Keyword search on "LessEq": report each line of the records that contains it.

(Collected data)
• • • • •

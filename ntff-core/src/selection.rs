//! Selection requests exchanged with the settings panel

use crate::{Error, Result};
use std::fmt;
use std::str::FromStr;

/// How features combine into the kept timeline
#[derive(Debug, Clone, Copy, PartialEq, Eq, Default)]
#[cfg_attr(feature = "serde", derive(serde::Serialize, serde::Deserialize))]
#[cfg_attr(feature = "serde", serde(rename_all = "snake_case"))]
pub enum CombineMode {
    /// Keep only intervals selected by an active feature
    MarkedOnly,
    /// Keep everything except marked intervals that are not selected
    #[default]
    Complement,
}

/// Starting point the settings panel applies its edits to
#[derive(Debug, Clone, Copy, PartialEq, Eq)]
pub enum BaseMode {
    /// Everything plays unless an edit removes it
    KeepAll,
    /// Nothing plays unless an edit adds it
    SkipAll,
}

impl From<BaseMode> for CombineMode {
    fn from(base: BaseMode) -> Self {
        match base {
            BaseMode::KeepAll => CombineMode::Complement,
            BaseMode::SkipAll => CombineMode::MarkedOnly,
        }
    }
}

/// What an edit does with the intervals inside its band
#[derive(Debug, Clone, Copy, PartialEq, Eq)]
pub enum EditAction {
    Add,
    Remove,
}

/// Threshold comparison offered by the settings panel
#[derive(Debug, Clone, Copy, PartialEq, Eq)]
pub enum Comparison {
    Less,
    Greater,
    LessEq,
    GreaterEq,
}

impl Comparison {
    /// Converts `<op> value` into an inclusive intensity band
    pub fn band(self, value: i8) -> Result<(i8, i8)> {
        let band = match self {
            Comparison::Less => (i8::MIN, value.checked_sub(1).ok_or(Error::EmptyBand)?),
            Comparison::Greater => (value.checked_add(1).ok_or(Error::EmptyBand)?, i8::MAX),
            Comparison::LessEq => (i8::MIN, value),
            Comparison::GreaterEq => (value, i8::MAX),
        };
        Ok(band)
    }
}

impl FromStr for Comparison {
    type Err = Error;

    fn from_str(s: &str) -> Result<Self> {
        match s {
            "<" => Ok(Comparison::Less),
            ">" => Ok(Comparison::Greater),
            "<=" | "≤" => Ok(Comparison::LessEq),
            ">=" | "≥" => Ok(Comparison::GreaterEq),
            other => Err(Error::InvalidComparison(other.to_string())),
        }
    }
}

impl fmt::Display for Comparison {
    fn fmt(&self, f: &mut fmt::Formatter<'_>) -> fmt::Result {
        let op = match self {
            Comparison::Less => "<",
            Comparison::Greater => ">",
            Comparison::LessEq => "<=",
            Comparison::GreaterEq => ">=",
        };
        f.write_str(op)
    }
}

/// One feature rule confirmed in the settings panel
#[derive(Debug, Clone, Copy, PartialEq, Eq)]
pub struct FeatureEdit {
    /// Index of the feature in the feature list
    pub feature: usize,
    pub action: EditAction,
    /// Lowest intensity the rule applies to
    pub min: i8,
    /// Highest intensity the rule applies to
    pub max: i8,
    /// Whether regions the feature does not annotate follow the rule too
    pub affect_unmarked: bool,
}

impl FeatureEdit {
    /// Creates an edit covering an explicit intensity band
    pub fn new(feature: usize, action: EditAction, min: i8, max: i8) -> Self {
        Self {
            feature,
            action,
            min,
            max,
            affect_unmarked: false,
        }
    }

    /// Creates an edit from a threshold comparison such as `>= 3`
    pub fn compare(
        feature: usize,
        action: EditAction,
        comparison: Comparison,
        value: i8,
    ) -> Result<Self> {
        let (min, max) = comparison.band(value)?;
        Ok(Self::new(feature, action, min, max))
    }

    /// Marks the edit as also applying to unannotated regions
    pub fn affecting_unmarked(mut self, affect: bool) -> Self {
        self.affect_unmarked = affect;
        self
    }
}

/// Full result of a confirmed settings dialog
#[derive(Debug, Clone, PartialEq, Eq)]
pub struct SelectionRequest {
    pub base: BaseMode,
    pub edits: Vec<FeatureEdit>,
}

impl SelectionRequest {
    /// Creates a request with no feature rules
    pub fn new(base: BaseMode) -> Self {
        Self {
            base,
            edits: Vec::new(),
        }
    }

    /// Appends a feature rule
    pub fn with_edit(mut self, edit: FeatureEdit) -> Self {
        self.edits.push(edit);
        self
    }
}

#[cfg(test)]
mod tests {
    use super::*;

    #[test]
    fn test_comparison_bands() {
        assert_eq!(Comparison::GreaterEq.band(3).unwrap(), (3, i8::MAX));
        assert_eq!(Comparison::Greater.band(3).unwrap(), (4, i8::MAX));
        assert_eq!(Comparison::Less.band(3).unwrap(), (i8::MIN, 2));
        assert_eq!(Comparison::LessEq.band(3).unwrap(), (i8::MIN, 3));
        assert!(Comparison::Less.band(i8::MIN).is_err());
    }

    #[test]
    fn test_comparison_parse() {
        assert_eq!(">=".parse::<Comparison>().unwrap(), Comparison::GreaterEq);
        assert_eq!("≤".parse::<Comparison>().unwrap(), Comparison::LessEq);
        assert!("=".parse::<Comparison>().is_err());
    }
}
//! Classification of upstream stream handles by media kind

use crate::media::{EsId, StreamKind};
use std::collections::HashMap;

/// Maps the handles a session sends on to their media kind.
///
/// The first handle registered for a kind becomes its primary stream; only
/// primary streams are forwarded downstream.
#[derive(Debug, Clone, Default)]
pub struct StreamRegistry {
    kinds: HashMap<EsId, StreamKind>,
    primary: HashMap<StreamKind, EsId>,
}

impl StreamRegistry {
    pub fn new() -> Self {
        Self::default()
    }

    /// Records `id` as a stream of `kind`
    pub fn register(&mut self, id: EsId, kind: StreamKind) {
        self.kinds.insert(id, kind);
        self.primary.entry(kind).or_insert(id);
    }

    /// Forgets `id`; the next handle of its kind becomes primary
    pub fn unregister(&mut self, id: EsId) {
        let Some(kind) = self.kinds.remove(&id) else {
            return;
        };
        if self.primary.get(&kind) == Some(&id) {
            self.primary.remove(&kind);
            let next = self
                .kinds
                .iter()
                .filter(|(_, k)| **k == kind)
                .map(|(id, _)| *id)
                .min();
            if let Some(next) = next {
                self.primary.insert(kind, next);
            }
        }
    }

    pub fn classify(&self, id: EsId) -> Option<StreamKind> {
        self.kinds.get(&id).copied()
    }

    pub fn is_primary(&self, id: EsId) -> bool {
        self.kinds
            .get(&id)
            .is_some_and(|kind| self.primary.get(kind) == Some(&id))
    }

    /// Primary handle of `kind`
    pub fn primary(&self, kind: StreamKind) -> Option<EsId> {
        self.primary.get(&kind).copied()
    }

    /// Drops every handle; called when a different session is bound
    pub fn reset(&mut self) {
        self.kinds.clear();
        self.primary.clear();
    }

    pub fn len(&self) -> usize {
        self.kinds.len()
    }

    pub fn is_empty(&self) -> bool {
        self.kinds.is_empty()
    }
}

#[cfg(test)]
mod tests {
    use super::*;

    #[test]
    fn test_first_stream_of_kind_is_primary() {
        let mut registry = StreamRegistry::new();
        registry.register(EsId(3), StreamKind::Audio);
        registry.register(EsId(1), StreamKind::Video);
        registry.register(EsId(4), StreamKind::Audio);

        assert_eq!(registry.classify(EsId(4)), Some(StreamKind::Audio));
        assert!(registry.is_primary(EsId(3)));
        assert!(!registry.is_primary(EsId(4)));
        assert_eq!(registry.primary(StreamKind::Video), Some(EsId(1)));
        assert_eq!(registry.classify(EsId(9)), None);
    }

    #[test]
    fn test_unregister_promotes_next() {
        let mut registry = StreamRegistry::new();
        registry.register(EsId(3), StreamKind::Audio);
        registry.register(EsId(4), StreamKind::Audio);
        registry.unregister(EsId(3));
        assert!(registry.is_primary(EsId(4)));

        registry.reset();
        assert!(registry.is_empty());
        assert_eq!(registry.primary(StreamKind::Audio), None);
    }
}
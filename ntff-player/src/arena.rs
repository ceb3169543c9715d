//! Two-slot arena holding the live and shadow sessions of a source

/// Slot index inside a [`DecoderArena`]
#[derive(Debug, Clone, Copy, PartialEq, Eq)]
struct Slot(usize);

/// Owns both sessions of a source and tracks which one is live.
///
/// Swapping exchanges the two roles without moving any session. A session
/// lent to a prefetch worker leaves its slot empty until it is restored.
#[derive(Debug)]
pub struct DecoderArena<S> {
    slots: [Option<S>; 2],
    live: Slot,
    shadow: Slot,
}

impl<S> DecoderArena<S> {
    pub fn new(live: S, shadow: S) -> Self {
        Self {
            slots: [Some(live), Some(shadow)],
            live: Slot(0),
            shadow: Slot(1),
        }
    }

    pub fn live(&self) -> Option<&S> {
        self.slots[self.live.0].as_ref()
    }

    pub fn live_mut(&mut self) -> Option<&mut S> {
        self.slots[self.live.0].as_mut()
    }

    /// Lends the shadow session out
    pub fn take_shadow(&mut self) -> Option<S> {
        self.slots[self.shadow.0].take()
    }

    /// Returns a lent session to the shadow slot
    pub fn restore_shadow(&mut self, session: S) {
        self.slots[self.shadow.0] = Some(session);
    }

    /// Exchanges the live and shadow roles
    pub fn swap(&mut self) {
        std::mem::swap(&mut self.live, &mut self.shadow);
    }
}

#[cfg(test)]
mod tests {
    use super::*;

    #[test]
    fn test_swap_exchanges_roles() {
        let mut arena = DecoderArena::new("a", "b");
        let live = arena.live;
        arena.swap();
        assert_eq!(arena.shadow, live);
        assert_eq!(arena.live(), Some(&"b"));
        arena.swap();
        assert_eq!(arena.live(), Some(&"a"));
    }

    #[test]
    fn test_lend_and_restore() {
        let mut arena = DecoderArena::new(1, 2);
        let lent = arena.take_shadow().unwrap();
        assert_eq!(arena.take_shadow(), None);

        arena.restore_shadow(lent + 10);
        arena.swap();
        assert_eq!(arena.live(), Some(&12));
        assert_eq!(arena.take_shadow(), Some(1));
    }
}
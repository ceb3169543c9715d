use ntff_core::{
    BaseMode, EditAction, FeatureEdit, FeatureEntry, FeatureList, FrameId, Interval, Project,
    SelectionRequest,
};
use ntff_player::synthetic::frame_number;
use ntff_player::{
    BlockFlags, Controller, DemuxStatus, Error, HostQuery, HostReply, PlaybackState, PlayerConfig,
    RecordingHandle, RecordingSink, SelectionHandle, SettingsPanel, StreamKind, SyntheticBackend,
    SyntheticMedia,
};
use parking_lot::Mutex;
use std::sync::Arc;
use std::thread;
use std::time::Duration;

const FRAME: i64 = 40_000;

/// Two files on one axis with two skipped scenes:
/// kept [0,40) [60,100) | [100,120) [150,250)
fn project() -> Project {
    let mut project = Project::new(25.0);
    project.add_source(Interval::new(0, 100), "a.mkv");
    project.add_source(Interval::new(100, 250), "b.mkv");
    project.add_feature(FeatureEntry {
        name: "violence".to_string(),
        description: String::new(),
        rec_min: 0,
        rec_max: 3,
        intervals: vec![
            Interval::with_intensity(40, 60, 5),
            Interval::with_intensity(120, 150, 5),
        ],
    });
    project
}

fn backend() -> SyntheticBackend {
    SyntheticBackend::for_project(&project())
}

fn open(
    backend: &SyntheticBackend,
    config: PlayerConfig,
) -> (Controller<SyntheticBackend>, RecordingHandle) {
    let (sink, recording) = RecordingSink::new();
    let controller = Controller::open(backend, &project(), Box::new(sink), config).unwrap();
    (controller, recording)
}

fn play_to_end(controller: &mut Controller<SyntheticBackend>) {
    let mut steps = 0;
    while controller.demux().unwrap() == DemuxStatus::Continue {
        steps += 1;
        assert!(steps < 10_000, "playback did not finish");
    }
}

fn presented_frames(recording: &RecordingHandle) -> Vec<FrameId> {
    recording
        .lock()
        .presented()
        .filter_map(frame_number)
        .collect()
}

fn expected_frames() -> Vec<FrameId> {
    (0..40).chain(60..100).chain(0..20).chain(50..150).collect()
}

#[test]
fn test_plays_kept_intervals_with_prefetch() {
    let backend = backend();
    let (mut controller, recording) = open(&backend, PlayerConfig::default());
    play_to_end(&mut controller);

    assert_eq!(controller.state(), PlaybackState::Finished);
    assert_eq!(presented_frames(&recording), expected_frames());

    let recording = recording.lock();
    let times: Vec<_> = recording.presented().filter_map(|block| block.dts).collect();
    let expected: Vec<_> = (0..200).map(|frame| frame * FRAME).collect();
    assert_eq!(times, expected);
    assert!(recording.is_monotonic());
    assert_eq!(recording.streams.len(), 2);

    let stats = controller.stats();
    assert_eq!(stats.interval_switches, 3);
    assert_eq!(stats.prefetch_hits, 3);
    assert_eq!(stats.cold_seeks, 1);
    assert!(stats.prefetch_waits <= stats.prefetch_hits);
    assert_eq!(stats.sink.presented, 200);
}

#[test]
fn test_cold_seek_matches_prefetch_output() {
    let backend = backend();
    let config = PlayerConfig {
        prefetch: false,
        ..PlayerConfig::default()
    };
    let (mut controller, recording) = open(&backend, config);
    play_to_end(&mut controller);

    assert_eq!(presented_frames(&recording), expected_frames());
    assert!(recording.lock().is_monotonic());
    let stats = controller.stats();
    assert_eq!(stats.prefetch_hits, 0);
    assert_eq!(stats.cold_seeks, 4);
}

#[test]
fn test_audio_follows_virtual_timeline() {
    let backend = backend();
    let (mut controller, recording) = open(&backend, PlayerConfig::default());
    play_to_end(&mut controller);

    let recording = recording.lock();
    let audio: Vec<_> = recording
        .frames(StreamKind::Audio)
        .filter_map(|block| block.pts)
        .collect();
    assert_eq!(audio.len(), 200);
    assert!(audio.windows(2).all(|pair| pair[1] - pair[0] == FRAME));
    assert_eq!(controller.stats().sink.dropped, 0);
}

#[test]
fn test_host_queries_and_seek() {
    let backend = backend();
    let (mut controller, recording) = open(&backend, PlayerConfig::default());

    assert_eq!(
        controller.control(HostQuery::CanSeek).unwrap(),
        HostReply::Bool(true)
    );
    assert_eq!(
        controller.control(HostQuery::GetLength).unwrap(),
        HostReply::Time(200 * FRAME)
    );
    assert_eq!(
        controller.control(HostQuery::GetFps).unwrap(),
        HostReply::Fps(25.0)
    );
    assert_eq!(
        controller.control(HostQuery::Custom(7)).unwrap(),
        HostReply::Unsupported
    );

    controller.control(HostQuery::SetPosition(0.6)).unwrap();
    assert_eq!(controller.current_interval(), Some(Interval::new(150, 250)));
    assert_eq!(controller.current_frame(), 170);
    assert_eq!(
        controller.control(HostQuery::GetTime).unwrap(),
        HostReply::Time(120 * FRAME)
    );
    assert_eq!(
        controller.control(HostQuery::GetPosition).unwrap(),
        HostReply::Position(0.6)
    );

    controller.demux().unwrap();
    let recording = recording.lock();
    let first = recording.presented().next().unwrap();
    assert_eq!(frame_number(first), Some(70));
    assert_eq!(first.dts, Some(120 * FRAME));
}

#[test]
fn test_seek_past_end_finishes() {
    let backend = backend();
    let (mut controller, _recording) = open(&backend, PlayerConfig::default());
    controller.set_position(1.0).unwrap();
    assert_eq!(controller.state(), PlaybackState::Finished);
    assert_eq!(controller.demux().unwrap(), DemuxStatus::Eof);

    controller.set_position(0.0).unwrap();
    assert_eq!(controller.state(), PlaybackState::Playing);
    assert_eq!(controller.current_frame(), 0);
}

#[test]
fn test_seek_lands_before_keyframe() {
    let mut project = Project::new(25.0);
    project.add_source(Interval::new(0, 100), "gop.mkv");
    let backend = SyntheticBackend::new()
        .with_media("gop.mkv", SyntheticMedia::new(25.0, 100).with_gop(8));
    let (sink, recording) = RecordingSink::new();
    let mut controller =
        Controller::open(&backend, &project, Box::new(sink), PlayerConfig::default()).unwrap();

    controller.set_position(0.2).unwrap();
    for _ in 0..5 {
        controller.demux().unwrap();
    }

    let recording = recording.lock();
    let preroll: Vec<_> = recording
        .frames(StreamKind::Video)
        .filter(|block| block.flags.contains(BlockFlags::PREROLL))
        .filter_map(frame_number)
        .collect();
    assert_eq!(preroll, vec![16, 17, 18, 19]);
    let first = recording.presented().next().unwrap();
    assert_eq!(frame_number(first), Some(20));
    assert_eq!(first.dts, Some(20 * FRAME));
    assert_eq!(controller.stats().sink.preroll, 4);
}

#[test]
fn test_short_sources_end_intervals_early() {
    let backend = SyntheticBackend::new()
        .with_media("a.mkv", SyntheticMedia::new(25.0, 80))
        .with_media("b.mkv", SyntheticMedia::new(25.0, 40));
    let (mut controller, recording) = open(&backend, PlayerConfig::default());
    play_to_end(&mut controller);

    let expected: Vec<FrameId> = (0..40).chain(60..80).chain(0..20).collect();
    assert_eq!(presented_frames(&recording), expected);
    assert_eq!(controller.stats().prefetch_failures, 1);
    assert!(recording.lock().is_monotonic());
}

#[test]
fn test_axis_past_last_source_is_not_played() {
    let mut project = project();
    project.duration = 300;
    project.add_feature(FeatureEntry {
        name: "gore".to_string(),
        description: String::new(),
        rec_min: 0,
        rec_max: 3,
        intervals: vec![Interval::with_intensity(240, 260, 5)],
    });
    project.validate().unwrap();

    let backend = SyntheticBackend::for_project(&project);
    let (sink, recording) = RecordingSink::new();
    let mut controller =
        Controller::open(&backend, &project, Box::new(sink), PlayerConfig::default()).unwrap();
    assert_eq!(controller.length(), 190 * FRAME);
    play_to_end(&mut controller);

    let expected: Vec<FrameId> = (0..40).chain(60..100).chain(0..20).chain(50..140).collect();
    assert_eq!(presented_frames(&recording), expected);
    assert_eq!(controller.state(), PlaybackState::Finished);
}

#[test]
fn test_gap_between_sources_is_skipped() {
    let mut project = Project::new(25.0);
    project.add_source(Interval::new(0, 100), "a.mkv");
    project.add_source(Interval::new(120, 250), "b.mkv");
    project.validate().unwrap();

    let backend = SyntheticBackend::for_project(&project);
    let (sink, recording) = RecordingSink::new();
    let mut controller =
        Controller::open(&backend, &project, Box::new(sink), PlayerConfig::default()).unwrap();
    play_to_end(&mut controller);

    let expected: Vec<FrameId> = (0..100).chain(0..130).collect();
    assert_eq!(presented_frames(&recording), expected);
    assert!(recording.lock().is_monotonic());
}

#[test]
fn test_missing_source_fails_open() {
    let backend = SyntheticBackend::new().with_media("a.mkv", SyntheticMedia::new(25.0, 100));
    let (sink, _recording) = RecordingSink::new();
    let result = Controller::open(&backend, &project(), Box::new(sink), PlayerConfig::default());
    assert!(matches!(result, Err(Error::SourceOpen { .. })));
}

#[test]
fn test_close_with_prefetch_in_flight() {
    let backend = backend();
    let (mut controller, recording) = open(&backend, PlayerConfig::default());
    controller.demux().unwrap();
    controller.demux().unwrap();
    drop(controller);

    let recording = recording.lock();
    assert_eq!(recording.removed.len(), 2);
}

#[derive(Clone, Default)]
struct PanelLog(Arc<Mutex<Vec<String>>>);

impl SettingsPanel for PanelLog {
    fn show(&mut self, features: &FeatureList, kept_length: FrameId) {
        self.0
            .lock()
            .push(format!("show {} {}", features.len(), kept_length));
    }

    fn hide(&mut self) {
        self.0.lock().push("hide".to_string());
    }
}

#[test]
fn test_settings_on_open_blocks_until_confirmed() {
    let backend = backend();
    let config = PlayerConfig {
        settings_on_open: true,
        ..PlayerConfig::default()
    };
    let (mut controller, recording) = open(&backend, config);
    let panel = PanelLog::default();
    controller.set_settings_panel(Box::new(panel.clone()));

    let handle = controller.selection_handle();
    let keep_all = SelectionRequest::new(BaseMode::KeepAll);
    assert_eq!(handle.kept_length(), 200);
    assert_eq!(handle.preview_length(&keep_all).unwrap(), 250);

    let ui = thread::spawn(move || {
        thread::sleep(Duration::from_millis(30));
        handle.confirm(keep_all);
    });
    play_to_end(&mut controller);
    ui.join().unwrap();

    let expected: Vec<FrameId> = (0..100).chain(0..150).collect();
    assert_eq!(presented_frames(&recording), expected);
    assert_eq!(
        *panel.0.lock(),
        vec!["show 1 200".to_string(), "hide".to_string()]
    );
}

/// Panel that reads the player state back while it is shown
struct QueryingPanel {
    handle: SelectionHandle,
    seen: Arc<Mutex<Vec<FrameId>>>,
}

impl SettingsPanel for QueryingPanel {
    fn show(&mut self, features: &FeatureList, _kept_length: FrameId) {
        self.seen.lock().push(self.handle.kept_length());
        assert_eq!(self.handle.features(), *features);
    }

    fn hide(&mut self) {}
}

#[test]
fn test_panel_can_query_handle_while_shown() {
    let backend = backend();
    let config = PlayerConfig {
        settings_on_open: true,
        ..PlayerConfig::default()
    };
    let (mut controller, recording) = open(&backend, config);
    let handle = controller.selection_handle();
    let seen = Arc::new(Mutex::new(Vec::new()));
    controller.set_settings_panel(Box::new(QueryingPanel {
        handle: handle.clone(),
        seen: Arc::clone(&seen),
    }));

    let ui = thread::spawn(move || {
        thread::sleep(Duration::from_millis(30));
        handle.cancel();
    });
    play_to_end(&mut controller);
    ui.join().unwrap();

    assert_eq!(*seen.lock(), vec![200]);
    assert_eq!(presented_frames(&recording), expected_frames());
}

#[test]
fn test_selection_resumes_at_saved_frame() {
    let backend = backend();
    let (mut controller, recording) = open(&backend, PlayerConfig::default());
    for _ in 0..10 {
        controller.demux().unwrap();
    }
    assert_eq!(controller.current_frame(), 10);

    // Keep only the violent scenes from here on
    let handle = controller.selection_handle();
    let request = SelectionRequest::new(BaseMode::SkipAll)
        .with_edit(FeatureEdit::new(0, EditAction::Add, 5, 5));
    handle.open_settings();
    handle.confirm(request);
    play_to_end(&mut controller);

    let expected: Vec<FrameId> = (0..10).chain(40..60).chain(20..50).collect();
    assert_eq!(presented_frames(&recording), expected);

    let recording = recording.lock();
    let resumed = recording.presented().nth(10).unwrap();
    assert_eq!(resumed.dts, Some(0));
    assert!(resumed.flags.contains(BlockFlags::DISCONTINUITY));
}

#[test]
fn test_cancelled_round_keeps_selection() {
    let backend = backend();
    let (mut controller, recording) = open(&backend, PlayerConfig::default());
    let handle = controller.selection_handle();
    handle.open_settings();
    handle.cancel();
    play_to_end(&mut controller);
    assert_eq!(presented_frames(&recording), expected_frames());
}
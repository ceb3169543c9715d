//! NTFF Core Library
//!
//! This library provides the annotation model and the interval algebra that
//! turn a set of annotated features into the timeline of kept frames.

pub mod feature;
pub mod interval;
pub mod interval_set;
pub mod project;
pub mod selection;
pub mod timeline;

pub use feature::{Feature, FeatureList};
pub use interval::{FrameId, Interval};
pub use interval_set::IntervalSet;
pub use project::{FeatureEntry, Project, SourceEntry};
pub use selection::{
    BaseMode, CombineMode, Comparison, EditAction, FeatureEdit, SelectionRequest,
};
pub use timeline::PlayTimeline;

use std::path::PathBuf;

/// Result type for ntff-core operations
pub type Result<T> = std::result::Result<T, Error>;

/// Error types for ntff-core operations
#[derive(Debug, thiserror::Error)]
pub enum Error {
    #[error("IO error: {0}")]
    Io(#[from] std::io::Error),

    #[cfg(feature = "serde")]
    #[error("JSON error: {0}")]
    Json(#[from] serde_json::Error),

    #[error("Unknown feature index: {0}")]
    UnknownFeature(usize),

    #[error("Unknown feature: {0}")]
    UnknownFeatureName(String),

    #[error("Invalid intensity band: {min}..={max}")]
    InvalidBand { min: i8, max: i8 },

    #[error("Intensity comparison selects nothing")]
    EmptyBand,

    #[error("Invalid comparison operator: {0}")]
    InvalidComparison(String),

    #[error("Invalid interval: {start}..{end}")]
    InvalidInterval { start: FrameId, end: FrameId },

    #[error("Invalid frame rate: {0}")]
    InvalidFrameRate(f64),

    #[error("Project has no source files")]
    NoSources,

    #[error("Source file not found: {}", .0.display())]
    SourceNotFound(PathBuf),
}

• • • • •

OUTPUT BELOW:
    LessEq,
            Comparison::LessEq => (i8::MIN, value),
            "<=" | "≤" => Ok(Comparison::LessEq),
            Comparison::LessEq => "<=",
        assert_eq!(Comparison::LessEq.band(3).unwrap(), (i8::MIN, 3));
        assert_eq!("≤".parse::<Comparison>().unwrap(), Comparison::LessEq);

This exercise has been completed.